## Stored data
____________

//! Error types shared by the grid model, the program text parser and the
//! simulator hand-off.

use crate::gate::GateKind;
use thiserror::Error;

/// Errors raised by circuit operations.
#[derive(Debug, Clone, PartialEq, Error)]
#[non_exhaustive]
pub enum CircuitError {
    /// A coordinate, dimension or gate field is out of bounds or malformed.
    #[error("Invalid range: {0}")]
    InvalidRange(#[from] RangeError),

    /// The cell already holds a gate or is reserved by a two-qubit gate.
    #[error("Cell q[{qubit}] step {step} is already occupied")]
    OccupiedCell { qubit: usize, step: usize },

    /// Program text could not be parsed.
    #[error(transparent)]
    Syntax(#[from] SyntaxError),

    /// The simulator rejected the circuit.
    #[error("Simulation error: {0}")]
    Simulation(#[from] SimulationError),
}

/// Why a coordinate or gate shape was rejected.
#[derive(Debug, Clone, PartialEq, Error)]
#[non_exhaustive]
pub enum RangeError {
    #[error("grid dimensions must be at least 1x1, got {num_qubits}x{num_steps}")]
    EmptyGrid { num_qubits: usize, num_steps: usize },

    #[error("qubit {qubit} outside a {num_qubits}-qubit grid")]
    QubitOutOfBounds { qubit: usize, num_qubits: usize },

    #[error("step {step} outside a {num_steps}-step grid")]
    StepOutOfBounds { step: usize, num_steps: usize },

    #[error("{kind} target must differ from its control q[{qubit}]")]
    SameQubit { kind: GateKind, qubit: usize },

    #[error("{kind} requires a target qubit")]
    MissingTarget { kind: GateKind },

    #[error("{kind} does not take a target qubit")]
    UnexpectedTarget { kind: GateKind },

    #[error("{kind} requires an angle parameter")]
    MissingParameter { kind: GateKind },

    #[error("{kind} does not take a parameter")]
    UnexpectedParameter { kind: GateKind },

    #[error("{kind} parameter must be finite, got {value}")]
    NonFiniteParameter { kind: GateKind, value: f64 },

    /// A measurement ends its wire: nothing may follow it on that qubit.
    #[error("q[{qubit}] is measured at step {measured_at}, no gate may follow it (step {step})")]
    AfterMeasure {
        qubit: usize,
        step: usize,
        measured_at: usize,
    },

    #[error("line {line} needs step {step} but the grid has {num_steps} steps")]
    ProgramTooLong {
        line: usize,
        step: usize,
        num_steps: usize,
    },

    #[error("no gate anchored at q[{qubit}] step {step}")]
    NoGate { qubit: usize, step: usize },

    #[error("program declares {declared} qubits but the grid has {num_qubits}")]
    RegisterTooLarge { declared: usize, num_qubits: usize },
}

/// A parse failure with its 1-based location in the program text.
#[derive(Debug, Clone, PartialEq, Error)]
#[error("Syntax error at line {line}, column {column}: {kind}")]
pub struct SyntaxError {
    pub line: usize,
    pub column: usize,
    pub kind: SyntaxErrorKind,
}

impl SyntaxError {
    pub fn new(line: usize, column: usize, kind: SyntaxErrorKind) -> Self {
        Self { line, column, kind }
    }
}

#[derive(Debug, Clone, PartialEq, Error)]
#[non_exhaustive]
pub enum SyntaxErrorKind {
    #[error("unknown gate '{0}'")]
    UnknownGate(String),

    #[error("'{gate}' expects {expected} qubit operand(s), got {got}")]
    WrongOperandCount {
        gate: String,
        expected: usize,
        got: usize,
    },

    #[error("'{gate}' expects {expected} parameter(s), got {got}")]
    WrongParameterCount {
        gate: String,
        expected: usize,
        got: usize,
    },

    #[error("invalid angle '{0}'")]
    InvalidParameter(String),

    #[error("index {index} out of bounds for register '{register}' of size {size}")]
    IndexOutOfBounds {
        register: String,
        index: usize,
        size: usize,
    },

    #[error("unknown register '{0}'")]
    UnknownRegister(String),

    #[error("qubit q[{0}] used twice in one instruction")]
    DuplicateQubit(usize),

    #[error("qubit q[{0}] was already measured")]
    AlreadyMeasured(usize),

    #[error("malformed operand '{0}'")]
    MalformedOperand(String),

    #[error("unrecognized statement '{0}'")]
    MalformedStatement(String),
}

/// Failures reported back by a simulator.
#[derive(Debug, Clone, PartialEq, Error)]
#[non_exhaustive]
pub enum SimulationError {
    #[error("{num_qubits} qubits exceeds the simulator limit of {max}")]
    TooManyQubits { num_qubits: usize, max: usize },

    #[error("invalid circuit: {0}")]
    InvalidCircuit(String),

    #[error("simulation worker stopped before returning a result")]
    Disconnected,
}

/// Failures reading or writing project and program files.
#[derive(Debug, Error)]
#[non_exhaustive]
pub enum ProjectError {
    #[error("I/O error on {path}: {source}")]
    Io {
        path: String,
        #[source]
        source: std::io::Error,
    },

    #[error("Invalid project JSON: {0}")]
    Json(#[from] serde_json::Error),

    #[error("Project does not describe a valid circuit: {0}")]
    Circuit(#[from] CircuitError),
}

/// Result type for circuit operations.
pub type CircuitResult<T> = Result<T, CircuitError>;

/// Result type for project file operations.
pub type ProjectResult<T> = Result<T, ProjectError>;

____________

## Requirement
Work out the number of lines in the entries above that hold the word "SimulationError", giving the number without comment.

## Answer to this problem
2